An exact copy of the listing below is required.

§

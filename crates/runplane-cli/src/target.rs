//! Workspace target passed through to the services.

use std::ffi::OsString;
use std::path::{Path, PathBuf};

use crate::cli::StartArgs;
use crate::error::SupervisorError;

/// Workspace file picked up from the current directory when no target is given.
pub const DEFAULT_WORKSPACE_FILE: &str = "workspace.toml";

/// Where the services load job definitions from.
#[derive(Debug, Clone, PartialEq, Eq)]
pub enum WorkspaceTarget {
    File(PathBuf),
    Module(String),
    Workspace(PathBuf),
}

impl WorkspaceTarget {
    /// Validate the target options of `args`. Relative paths are checked
    /// against `cwd`.
    pub fn from_args(args: &StartArgs, cwd: &Path) -> Result<Self, SupervisorError> {
        let given = [
            args.file.is_some(),
            args.module.is_some(),
            args.workspace.is_some(),
        ]
        .iter()
        .filter(|set| **set)
        .count();
        if given > 1 {
            return Err(SupervisorError::Usage(
                "Only one of --file, --module and --workspace may be given".to_string(),
            ));
        }

        if let Some(file) = &args.file {
            require_file(cwd, file, "--file")?;
            return Ok(Self::File(file.clone()));
        }
        if let Some(module) = &args.module {
            if module.trim().is_empty() {
                return Err(SupervisorError::Usage("--module must not be empty".to_string()));
            }
            return Ok(Self::Module(module.clone()));
        }
        if let Some(workspace) = &args.workspace {
            require_file(cwd, workspace, "--workspace")?;
            return Ok(Self::Workspace(workspace.clone()));
        }

        if cwd.join(DEFAULT_WORKSPACE_FILE).is_file() {
            return Ok(Self::Workspace(PathBuf::from(DEFAULT_WORKSPACE_FILE)));
        }

        Err(SupervisorError::Usage(format!(
            "No arguments given and {} not found in {}. Pass one of --file, --module or --workspace.",
            DEFAULT_WORKSPACE_FILE,
            cwd.display()
        )))
    }

    /// Command line flags naming this target.
    pub fn to_args(&self) -> Vec<OsString> {
        match self {
            Self::File(path) => vec!["--file".into(), path.clone().into_os_string()],
            Self::Module(module) => vec!["--module".into(), module.into()],
            Self::Workspace(path) => vec!["--workspace".into(), path.clone().into_os_string()],
        }
    }
}

fn require_file(cwd: &Path, path: &Path, flag: &str) -> Result<(), SupervisorError> {
    if cwd.join(path).is_file() {
        Ok(())
    } else {
        Err(SupervisorError::Usage(format!(
            "{} {}: file does not exist",
            flag,
            path.display()
        )))
    }
}

#[cfg(test)]
mod tests {
    use super::*;

    #[test]
    fn test_default_workspace_file_is_used() {
        let cwd = tempfile::tempdir().unwrap();
        std::fs::write(cwd.path().join(DEFAULT_WORKSPACE_FILE), "").unwrap();

        let target = WorkspaceTarget::from_args(&StartArgs::default(), cwd.path()).unwrap();
        assert_eq!(
            target,
            WorkspaceTarget::Workspace(PathBuf::from(DEFAULT_WORKSPACE_FILE))
        );
        assert_eq!(
            target.to_args(),
            vec![OsString::from("--workspace"), OsString::from("workspace.toml")]
        );
    }

    #[test]
    fn test_no_target_and_no_default_is_usage_error() {
        let cwd = tempfile::tempdir().unwrap();
        let err = WorkspaceTarget::from_args(&StartArgs::default(), cwd.path()).unwrap_err();
        assert!(matches!(err, SupervisorError::Usage(_)));
    }

    #[test]
    fn test_missing_file_is_usage_error() {
        let cwd = tempfile::tempdir().unwrap();
        let args = StartArgs {
            file: Some(PathBuf::from("jobs.py")),
            ..Default::default()
        };
        assert!(matches!(
            WorkspaceTarget::from_args(&args, cwd.path()),
            Err(SupervisorError::Usage(_))
        ));

        std::fs::write(cwd.path().join("jobs.py"), "").unwrap();
        assert_eq!(
            WorkspaceTarget::from_args(&args, cwd.path()).unwrap(),
            WorkspaceTarget::File(PathBuf::from("jobs.py"))
        );
    }

    #[test]
    fn test_two_targets_is_usage_error() {
        let cwd = tempfile::tempdir().unwrap();
        let args = StartArgs {
            module: Some("jobs".to_string()),
            workspace: Some(PathBuf::from("workspace.toml")),
            ..Default::default()
        };
        assert!(matches!(
            WorkspaceTarget::from_args(&args, cwd.path()),
            Err(SupervisorError::Usage(_))
        ));
    }
}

§

**COMPLETED EXERCISE**
filename crates/runplane-cli/src/target.rs
//! Workspace target passed through to the services.

use std::ffi::OsString;
use std::path::{Path, PathBuf};

use crate::cli::StartArgs;
use crate::error::SupervisorError;

/// Workspace file picked up from the current directory when no target is given.
pub const DEFAULT_WORKSPACE_FILE: &str = "workspace.toml";

/// Where the services load job definitions from.
#[derive(Debug, Clone, PartialEq, Eq)]
pub enum WorkspaceTarget {
    File(PathBuf),
    Module(String),
    Workspace(PathBuf),
}

impl WorkspaceTarget {
    /// Validate the target options of `args`. Relative paths are checked
    /// against `cwd`.
    pub fn from_args(args: &StartArgs, cwd: &Path) -> Result<Self, SupervisorError> {
        let given = [
            args.file.is_some(),
            args.module.is_some(),
            args.workspace.is_some(),
        ]
        .iter()
        .filter(|set| **set)
        .count();
        if given > 1 {
            return Err(SupervisorError::Usage(
                "Only one of --file, --module and --workspace may be given".to_string(),
            ));
        }

        if let Some(file) = &args.file {
            require_file(cwd, file, "--file")?;
            return Ok(Self::File(file.clone()));
        }
        if let Some(module) = &args.module {
            if module.trim().is_empty() {
                return Err(SupervisorError::Usage("--module must not be empty".to_string()));
            }
            return Ok(Self::Module(module.clone()));
        }
        if let Some(workspace) = &args.workspace {
            require_file(cwd, workspace, "--workspace")?;
            return Ok(Self::Workspace(workspace.clone()));
        }

        if cwd.join(DEFAULT_WORKSPACE_FILE).is_file() {
            return Ok(Self::Workspace(PathBuf::from(DEFAULT_WORKSPACE_FILE)));
        }

        Err(SupervisorError::Usage(format!(
            "No arguments given and {} not found in {}. Pass one of --file, --module or --workspace.",
            DEFAULT_WORKSPACE_FILE,
            cwd.display()
        )))
    }

    /// Command line flags naming this target.
    pub fn to_args(&self) -> Vec<OsString> {
        match self {
            Self::File(path) => vec!["--file".into(), path.clone().into_os_string()],
            Self::Module(module) => vec!["--module".into(), module.into()],
            Self::Workspace(path) => vec!["--workspace".into(), path.clone().into_os_string()],
        }
    }
}

fn require_file(cwd: &Path, path: &Path, flag: &str) -> Result<(), SupervisorError> {
    if cwd.join(path).is_file() {
        Ok(())
    } else {
        Err(SupervisorError::Usage(format!(
            "{} {}: file does not exist",
            flag,
            path.display()
        )))
    }
}

#[cfg(test)]
mod tests {
    use super::*;

    #[test]
    fn test_default_workspace_file_is_used() {
        let cwd = tempfile::tempdir().unwrap();
        std::fs::write(cwd.path().join(DEFAULT_WORKSPACE_FILE), "").unwrap();

        let target = WorkspaceTarget::from_args(&StartArgs::default(), cwd.path()).unwrap();
        assert_eq!(
            target,
            WorkspaceTarget::Workspace(PathBuf::from(DEFAULT_WORKSPACE_FILE))
        );
        assert_eq!(
            target.to_args(),
            vec![OsString::from("--workspace"), OsString::from("workspace.toml")]
        );
    }

    #[test]
    fn test_no_target_and_no_default_is_usage_error() {
        let cwd = tempfile::tempdir().unwrap();
        let err = WorkspaceTarget::from_args(&StartArgs::default(), cwd.path()).unwrap_err();
        assert!(matches!(err, SupervisorError::Usage(_)));
    }

    #[test]
    fn test_missing_file_is_usage_error() {
        let cwd = tempfile::tempdir().unwrap();
        let args = StartArgs {
            file: Some(PathBuf::from("jobs.py")),
            ..Default::default()
        };
        assert!(matches!(
            WorkspaceTarget::from_args(&args, cwd.path()),
            Err(SupervisorError::Usage(_))
        ));

        std::fs::write(cwd.path().join("jobs.py"), "").unwrap();
        assert_eq!(
            WorkspaceTarget::from_args(&args, cwd.path()).unwrap(),
            WorkspaceTarget::File(PathBuf::from("jobs.py"))
        );
    }

    #[test]
    fn test_two_targets_is_usage_error() {
        let cwd = tempfile::tempdir().unwrap();
        let args = StartArgs {
            module: Some("jobs".to_string()),
            workspace: Some(PathBuf::from("workspace.toml")),
            ..Default::default()
        };
        assert!(matches!(
            WorkspaceTarget::from_args(&args, cwd.path()),
            Err(SupervisorError::Usage(_))
        ));
    }
}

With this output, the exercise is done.